— Exercise prompt —
What lines of the data include the string "keys"? Copy them all.

═════ Information ═════

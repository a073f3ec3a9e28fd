use thiserror::Error;

#[derive(Debug, Error, Clone)]
pub enum PlanError {
    #[error("Failed to parse test plan {plan}: {message}")]
    Parse { plan: String, message: String },

    #[error("Test plan {plan}, step {step}: unknown implementation '{implementation}'")]
    UnknownImplementation {
        plan: String,
        step: String,
        implementation: String,
    },

    #[error("Test plan {plan} is invalid: {message}")]
    Invalid { plan: String, message: String },
}
//! Actor instances currently reachable through the dispatcher.

use std::collections::HashMap;
use std::sync::{Arc, PoisonError, RwLock};

use thiserror::Error;

use crate::actor::ActorInstance;
use crate::types::{RoleSlot, TestId};

#[derive(Debug, Error, Clone, PartialEq, Eq)]
pub enum RegistryError {
    #[error("No {slot} instance registered for test {test_id}")]
    MissingInstance { test_id: String, slot: RoleSlot },
}

/// Shared map from (test id, role slot) to the live actor instance of the
/// running step.
#[derive(Default)]
pub struct InstanceRegistry {
    instances: RwLock<HashMap<(TestId, RoleSlot), Arc<ActorInstance>>>,
}

impl InstanceRegistry {
    pub fn new() -> Self {
        Self::default()
    }

    /// Register `instance` under its slot. A previous instance in the same
    /// slot is replaced.
    pub fn register(&self, test_id: &TestId, instance: ActorInstance) -> Arc<ActorInstance> {
        let slot = instance.slot();
        let instance = Arc::new(instance);
        let previous = self
            .instances
            .write()
            .unwrap_or_else(PoisonError::into_inner)
            .insert((test_id.clone(), slot), instance.clone());
        if previous.is_some() {
            tracing::warn!("Replaced {} instance of test {}", slot, test_id);
        }
        tracing::debug!("Registered {} ({}) for test {}", slot, instance.behavior_id(), test_id);
        instance
    }

    pub fn lookup(&self, test_id: &TestId, slot: RoleSlot) -> Result<Arc<ActorInstance>, RegistryError> {
        self.instances
            .read()
            .unwrap_or_else(PoisonError::into_inner)
            .get(&(test_id.clone(), slot))
            .cloned()
            .ok_or_else(|| RegistryError::MissingInstance {
                test_id: test_id.to_string(),
                slot,
            })
    }

    /// Remove the instance in `slot`. Returns whether one was registered.
    pub fn unregister(&self, test_id: &TestId, slot: RoleSlot) -> bool {
        let removed = self
            .instances
            .write()
            .unwrap_or_else(PoisonError::into_inner)
            .remove(&(test_id.clone(), slot))
            .is_some();
        if removed {
            tracing::debug!("Unregistered {} for test {}", slot, test_id);
        }
        removed
    }

    /// Slots currently registered for `test_id`.
    pub fn slots(&self, test_id: &TestId) -> Vec<RoleSlot> {
        let mut slots: Vec<RoleSlot> = self
            .instances
            .read()
            .unwrap_or_else(PoisonError::into_inner)
            .keys()
            .filter(|(id, _)| id == test_id)
            .map(|(_, slot)| *slot)
            .collect();
        slots.sort_by_key(|slot| slot.to_string());
        slots
    }

    pub fn len(&self) -> usize {
        self.instances
            .read()
            .unwrap_or_else(PoisonError::into_inner)
            .len()
    }

    pub fn is_empty(&self) -> bool {
        self.len() == 0
    }
}
use crate::config::{
    HOSTS, HostConfig, OIDC_CONFUSION_GRANT_PATH, OIDC_CONFUSION_SKIP_GRANT_CHECK, TIMEOUTS,
    Timeouts,
};

/// Settings of the step executor.
#[derive(Debug, Clone, PartialEq, Eq)]
pub struct RunnerConfig {
    pub hosts: HostConfig,
    /// Path of the grant resource on the target, e.g. `/.professos`.
    pub grant_path: String,
    pub skip_grant_check: bool,
    pub timeouts: Timeouts,
}

impl RunnerConfig {
    pub fn from_env() -> Self {
        Self {
            hosts: HOSTS.clone(),
            grant_path: OIDC_CONFUSION_GRANT_PATH.clone(),
            skip_grant_check: *OIDC_CONFUSION_SKIP_GRANT_CHECK,
            timeouts: *TIMEOUTS,
        }
    }
}
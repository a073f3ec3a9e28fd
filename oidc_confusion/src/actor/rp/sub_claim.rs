use async_trait::async_trait;
use serde_json::{Value, json};

use crate::actor::errors::ActorError;
use crate::actor::keys;
use crate::context::keys::STORED_USER1_SUB;
use crate::context::keys::params::{
    AUTH_ERROR_FAILS_TEST, CLAIMSREQ_ARRAY_SUB1_SUB2, CLAIMSREQ_ARRAY_SUB2_SUB1,
    CLAIMSREQ_ARRAY_USER1_SUB, CLAIMSREQ_USER1_SUB, ID_TOKEN_HINT_USER1,
};
use crate::verdict::Verdict;

use super::server::{AuthResponse, RpScenario, RpServer};

/// Template variables the browser fills in once the subjects are known.
pub(crate) const USER1_SUB_VAR: &str = "placeholder_user1_sub";
pub(crate) const USER2_SUB_VAR: &str = "placeholder_user2_sub";
pub(crate) const USER1_ID_TOKEN_VAR: &str = "placeholder_user1_idtoken";

fn placeholder(name: &str) -> String {
    format!("${{{name}}}")
}

/// Asks for the first user's subject through the `claims` request parameter
/// or `id_token_hint` while the second user logs in.
pub struct SubClaimSpoofingRp;

impl SubClaimSpoofingRp {
    fn sub_requirement(rp: &RpServer) -> Option<Value> {
        let params = &rp.env().params;
        let user1 = placeholder(USER1_SUB_VAR);
        let user2 = placeholder(USER2_SUB_VAR);
        if params.bool(CLAIMSREQ_USER1_SUB) {
            return Some(json!({ "essential": true, "value": user1 }));
        }
        let values = if params.bool(CLAIMSREQ_ARRAY_USER1_SUB) {
            vec![user1]
        } else if params.bool(CLAIMSREQ_ARRAY_SUB1_SUB2) {
            vec![user1, user2]
        } else if params.bool(CLAIMSREQ_ARRAY_SUB2_SUB1) {
            vec![user2, user1]
        } else {
            return None;
        };
        Some(json!({ "essential": true, "values": values }))
    }
}

#[async_trait]
impl RpScenario for SubClaimSpoofingRp {
    async fn evaluate(&self, rp: &RpServer, response: &AuthResponse) -> Result<Verdict, ActorError> {
        let env = rp.env();
        if response.is_error() {
            let fails = env.params.bool(AUTH_ERROR_FAILS_TEST);
            return Ok(if fails { Verdict::Fail } else { Verdict::Pass });
        }
        let id_token = match response.code() {
            Some(code) => rp.redeem_code(code).await?.and_then(|tokens| tokens.id_token),
            None => response.param("id_token").map(str::to_string),
        };
        let Some(id_token) = id_token else {
            env.logger.log("No ID token received.");
            return Ok(Verdict::Pass);
        };
        rp.store_id_token(&id_token, &env.op_config()?);

        let sub = match keys::decode_claims_json(&id_token) {
            Ok(claims) => claims["sub"].as_str().unwrap_or_default().to_string(),
            Err(e) => {
                env.logger
                    .log_code_block("Invalid ID token received:", id_token.clone());
                env.logger.log_error("Decoding failed", &e);
                return Ok(Verdict::Undetermined);
            }
        };
        let Some(user1_sub) = env.step.get(STORED_USER1_SUB).filter(|s| !s.is_empty()) else {
            env.logger.log("Reference value for sub claim not found.");
            return Ok(Verdict::Undetermined);
        };
        if sub == user1_sub {
            env.logger.log(format!(
                "ID token contains the sub claim of the first user: {user1_sub}."
            ));
            return Ok(Verdict::Fail);
        }

        let claims_supported = rp.metadata()?.claims_parameter_supported == Some(true);
        env.logger.log(format!(
            "First user's sub ({user1_sub}) not in the ID token, which carries '{sub}'. \
             Claims parameter supported by the OP: {claims_supported}."
        ));
        let params = &env.params;
        if params.bool(CLAIMSREQ_ARRAY_SUB1_SUB2) || params.bool(CLAIMSREQ_ARRAY_SUB2_SUB1) {
            return Ok(Verdict::Pass);
        }
        if claims_supported || params.bool(ID_TOKEN_HINT_USER1) {
            env.logger.log(
                "The OP must not issue an ID token for a different user when id_token_hint \
                 or the claims parameter names one.",
            );
            return Ok(Verdict::Undetermined);
        }
        Ok(Verdict::Pass)
    }

    fn authn_request_params(&self, rp: &RpServer) -> Result<Vec<(String, String)>, ActorError> {
        let mut params = Vec::new();
        if let Some(sub) = Self::sub_requirement(rp) {
            let claims = json!({ "id_token": { "sub": sub } });
            params.push(("claims".to_string(), claims.to_string()));
        }
        if rp.env().params.bool(ID_TOKEN_HINT_USER1) {
            params.push((
                "id_token_hint".to_string(),
                placeholder(USER1_ID_TOKEN_VAR),
            ));
        }
        Ok(params)
    }
}
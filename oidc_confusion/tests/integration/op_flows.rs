//! OP-testing steps against the mock OpenID provider.

use oidc_confusion::{TestObject, Verdict};
use std::sync::Arc;

use crate::common::{MockOp, MockOpOptions, init_tracing, op_config, test_harness};

async fn op_object(op: &MockOp) -> (oidc_confusion::Harness, Arc<TestObject>) {
    init_tracing();
    let harness = test_harness();
    let object = harness.objects().create_op_test_object().unwrap();
    object.update_op_config(op_config(&op.base)).unwrap();
    (harness, object)
}

#[tokio::test]
async fn test_learning_step_logs_first_user_in() {
    // Given a well-behaved OP granting the test
    let op = MockOp::start(MockOpOptions::granted()).await;
    let (harness, object) = op_object(&op).await;

    // When running the learning step
    let verdict = object.run_learning_step(harness.executor()).await;

    // Then the honest RP redeemed alice's code
    assert_eq!(verdict, Verdict::Pass);
    assert_eq!(op.registrations.lock().unwrap().len(), 2);
    let requests = op.token_requests.lock().unwrap().clone();
    assert_eq!(requests.len(), 1);
    assert!(requests[0].starts_with("code-alice-"));

    // And the step left nothing behind
    assert!(harness.instances().is_empty());
    let report = object.report();
    assert_eq!(report.learning.result, Verdict::Pass);
    assert!(!report.learning.log.is_empty());
}

#[tokio::test]
async fn test_registration_is_reused_after_completed_step() {
    let op = MockOp::start(MockOpOptions::granted()).await;
    let (harness, object) = op_object(&op).await;

    assert_eq!(object.run_learning_step(harness.executor()).await, Verdict::Pass);
    let verdict = object
        .run_step(harness.executor(), "Code-Reuse-Single-Client")
        .await
        .unwrap();

    assert_eq!(verdict, Verdict::Pass);
    // Clients registered by the learning step served the test step too
    assert_eq!(op.registrations.lock().unwrap().len(), 2);
}

#[tokio::test]
async fn test_code_reuse_single_client_rejected() {
    // Given an OP accepting every code once
    let op = MockOp::start(MockOpOptions::granted()).await;
    let (harness, object) = op_object(&op).await;

    // When the same client reuses alice's code during bob's login
    let verdict = object
        .run_step(harness.executor(), "Code-Reuse-Single-Client")
        .await
        .unwrap();

    // Then the reuse was attempted and rejected
    assert_eq!(verdict, Verdict::Pass);
    let requests = op.token_requests.lock().unwrap().clone();
    assert_eq!(requests.len(), 2);
    assert_eq!(requests[0], requests[1]);
}

#[tokio::test]
async fn test_code_reuse_single_client_accepted_fails() {
    let op = MockOp::start(MockOpOptions {
        allow_code_reuse: true,
        ..MockOpOptions::granted()
    })
    .await;
    let (harness, object) = op_object(&op).await;

    let verdict = object
        .run_step(harness.executor(), "Code-Reuse-Single-Client")
        .await
        .unwrap();

    assert_eq!(verdict, Verdict::Fail);
    assert_eq!(
        object.report().step("Code-Reuse-Single-Client").unwrap().result,
        Verdict::Fail
    );
}

#[tokio::test]
async fn test_code_reuse_other_client() {
    // A code bound to its client cannot be redeemed by the evil RP
    let op = MockOp::start(MockOpOptions {
        allow_code_reuse: true,
        ..MockOpOptions::granted()
    })
    .await;
    let (harness, object) = op_object(&op).await;
    let verdict = object
        .run_step(harness.executor(), "Code-Reuse-Other-Client")
        .await
        .unwrap();
    assert_eq!(verdict, Verdict::Pass);

    // Without the binding the evil RP obtains alice's identity
    let op = MockOp::start(MockOpOptions {
        allow_code_reuse: true,
        ignore_code_binding: true,
        ..MockOpOptions::granted()
    })
    .await;
    let (harness, object) = op_object(&op).await;
    let verdict = object
        .run_step(harness.executor(), "Code-Reuse-Other-Client")
        .await
        .unwrap();
    assert_eq!(verdict, Verdict::Fail);
}

#[tokio::test]
async fn test_error_response_fails() {
    let op = MockOp::start(MockOpOptions {
        deny_logins: true,
        ..MockOpOptions::granted()
    })
    .await;
    let (harness, object) = op_object(&op).await;

    let verdict = object
        .run_step(harness.executor(), "Error-Response")
        .await
        .unwrap();

    assert_eq!(verdict, Verdict::Fail);
    assert!(op.token_requests.lock().unwrap().is_empty());
}

#[tokio::test]
async fn test_missing_grant_skips_the_step() {
    // Given an OP without grant resource
    let op = MockOp::start(MockOpOptions::default()).await;
    let (harness, object) = op_object(&op).await;

    // When running the learning step
    let verdict = object.run_learning_step(harness.executor()).await;

    // Then nothing was sent to the target
    assert_eq!(verdict, Verdict::Undetermined);
    assert!(op.registrations.lock().unwrap().is_empty());
}

#[tokio::test]
async fn test_foreign_grant_is_rejected() {
    let op = MockOp::start(MockOpOptions {
        grant: Some("http://other-controller.test/".to_string()),
        ..Default::default()
    })
    .await;
    let (harness, object) = op_object(&op).await;

    assert_eq!(
        object.run_learning_step(harness.executor()).await,
        Verdict::Undetermined
    );
    assert!(op.registrations.lock().unwrap().is_empty());
}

═════

— Response box —
            .keys()
use crate::actor::keys;
use crate::context::keys::STORED_USER1_SUB;
use crate::context::keys::params::{
        let sub = match keys::decode_claims_json(&id_token) {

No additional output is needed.